**Provided records:**
//! Process-level service container.

use std::sync::Arc;
use std::time::Duration;

use tracing::info;

use alm_rag::{store_from_settings, ContextBuilder, LoaderConfig, ObjectStore, RagIndexLoader};
use alm_types::Settings;

use crate::context::retrieve_cheat_sheet_context;
use crate::embedder::{TeiEmbedder, TeiEmbedderConfig};
use crate::error::AgentError;

/// Clients shared by every request of the process.
///
/// Built once at startup with [`Services::init`] and torn down with
/// [`Services::shutdown`]; nothing is created lazily on first use.
pub struct Services {
    settings: Settings,
    store: Arc<dyn ObjectStore>,
    loader: Arc<RagIndexLoader>,
    context: ContextBuilder,
    embedder: Arc<TeiEmbedder>,
}

impl Services {
    pub fn init(settings: &Settings) -> Result<Self, AgentError> {
        let store = store_from_settings(settings)?;
        let loader = Arc::new(RagIndexLoader::new(
            store.clone(),
            LoaderConfig::from_settings(settings),
        ));
        let context = ContextBuilder::new(loader.clone());
        let embedder = Arc::new(TeiEmbedder::new(TeiEmbedderConfig::from_settings(settings))?);

        info!(
            backend = ?settings.storage.backend,
            bucket = %settings.storage.bucket,
            embeddings = %settings.embeddings.api_url,
            "Services initialized"
        );
        Ok(Self {
            settings: settings.clone(),
            store,
            loader,
            context,
            embedder,
        })
    }

    pub fn settings(&self) -> &Settings {
        &self.settings
    }

    pub fn store(&self) -> &Arc<dyn ObjectStore> {
        &self.store
    }

    pub fn loader(&self) -> &Arc<RagIndexLoader> {
        &self.loader
    }

    pub fn context(&self) -> &ContextBuilder {
        &self.context
    }

    pub fn embedder(&self) -> &Arc<TeiEmbedder> {
        &self.embedder
    }

    /// Wait for a READY build using the configured poll interval and timeout.
    pub async fn wait_for_index(&self) -> bool {
        self.loader
            .wait_until_ready(
                Duration::from_secs(self.settings.rag.ready_timeout_secs),
                Duration::from_secs(self.settings.rag.poll_interval_secs),
            )
            .await
    }

    /// Context for `summary` with the configured `top_k`.
    pub async fn cheat_sheet_context(&self, summary: &str) -> Result<String, AgentError> {
        retrieve_cheat_sheet_context(
            self.embedder.as_ref(),
            &self.context,
            summary,
            self.settings.rag.top_k,
        )
        .await
    }

    /// Release the shared clients. In-flight requests holding clones finish
    /// normally; no new work should be started through this container.
    pub async fn shutdown(self) {
        let build_id = self.loader.last_loaded_build_id();
        drop(self.context);
        drop(self.embedder);
        drop(self.loader);
        drop(self.store);
        info!(last_build_id = ?build_id, "Services shut down");
    }
}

**Task brief:**
Display each line of the data where "Duration" occurs.

**Finished exercise:**
use std::time::Duration;
                Duration::from_secs(self.settings.rag.ready_timeout_secs),
                Duration::from_secs(self.settings.rag.poll_interval_secs),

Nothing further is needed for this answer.